School of Materials Science and Engineering,
Gyeongsang National University, Jinju, KOREA
The lithium/sulfur battery has a high theoretical specific energy of 2600Wh/kg, which has been a strong incentive for next generation battery. However, it is difficult to obtain high utilization and long cycle life because of insulating nature of sulfur and solubility of lithium polysulfides in organic electrolytes. These problems could be overcome by optimization of sulfur electrode structure and electrolytes. In this presentation, I will review the previous approaches and report my recent results such as rate capability and cycling property using sulfur-carbon nanocomposite cathode and modified electrolytes.
Haldor Topsøe A/S
Gas cleaning where specific substances are removed down to a very low level is required in many catalytic processes either to avoid deactivation of catalysts or for environmental reasons. One example is ammonia synthesis where all oxygen-containing molecules have to be removed from the synthesis gas since the ammonia synthesis catalyst otherwise will be severely poisoned. Another example is production of chemicals like e.g. methanol from synthesis gas obtained from gasification of coal or biomass; here thorough cleaning of the gas from a lot of substances like heavy metals, S, Cl, and NH3 is required.

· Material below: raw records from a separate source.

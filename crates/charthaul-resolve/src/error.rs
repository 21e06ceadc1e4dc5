//! Error types for dependency resolution

use charthaul_core::CoreError;
use thiserror::Error;

/// Dependency resolution errors
#[derive(Debug, Error)]
pub enum ResolveError {
    // ============ Scheduling Errors ============
    #[error("Worker pool unavailable: {message}")]
    WorkerPool { message: String },

    // ============ Per-Dependency Errors ============
    #[error("Failed to fetch dependency '{name}' from {repository}: {source}")]
    Fetch {
        name: String,
        repository: String,
        #[source]
        source: Box<ResolveError>,
    },

    #[error("Failed to load dependency '{name}': {source}")]
    Load {
        name: String,
        #[source]
        source: Box<CoreError>,
    },

    // ============ Aggregated Errors ============
    #[error("Failed to resolve dependency subtree:\n{}", render_failures(.failures))]
    Subtree { failures: Vec<ResolveError> },

    // ============ Collaborator Errors ============
    #[error("Repository client error: {message}")]
    Client { message: String },

    #[error(transparent)]
    Core(#[from] CoreError),
}

impl ResolveError {
    /// Flattened view of every per-dependency failure in this error
    pub fn failures(&self) -> Vec<&ResolveError> {
        match self {
            ResolveError::Subtree { failures } => {
                failures.iter().flat_map(|f| f.failures()).collect()
            }
            other => vec![other],
        }
    }
}

fn render_failures(failures: &[ResolveError]) -> String {
    failures
        .iter()
        .map(|f| format!("  - {f}"))
        .collect::<Vec<_>>()
        .join("\n")
}

/// Result type for resolution operations
pub type Result<T> = std::result::Result<T, ResolveError>;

The technologies usually used for gas cleaning are scrubbing with liquids or absorption by solids. The presentation will review the possibility to use similar technologies for full or partly removal of water and CO2 from air to be used in Li-air batteries. By simple assumptions it is evaluated how different methods and process designs will influence the energy densities of the Li-air battery on the system level.
A. Paul Alivisatos
Department of Chemistry
University of California, Berkeley
Scientists across LBNL have come together to participate in a broad new program of research to help provide the basis for a sustainable energy future called, Carbon Cycle 2.0. This includes efforts in climate modeling, energy analysis, building efficiency, combustion, batteries and energy storage, biofuels, carbon capture and sequestration, solar PV and artificial photosynthesis.
The program seeks to provide a common energy analysis component for all of these efforts, as well as links to scenario based climate models to help understand what the prospective impacts of each program could be.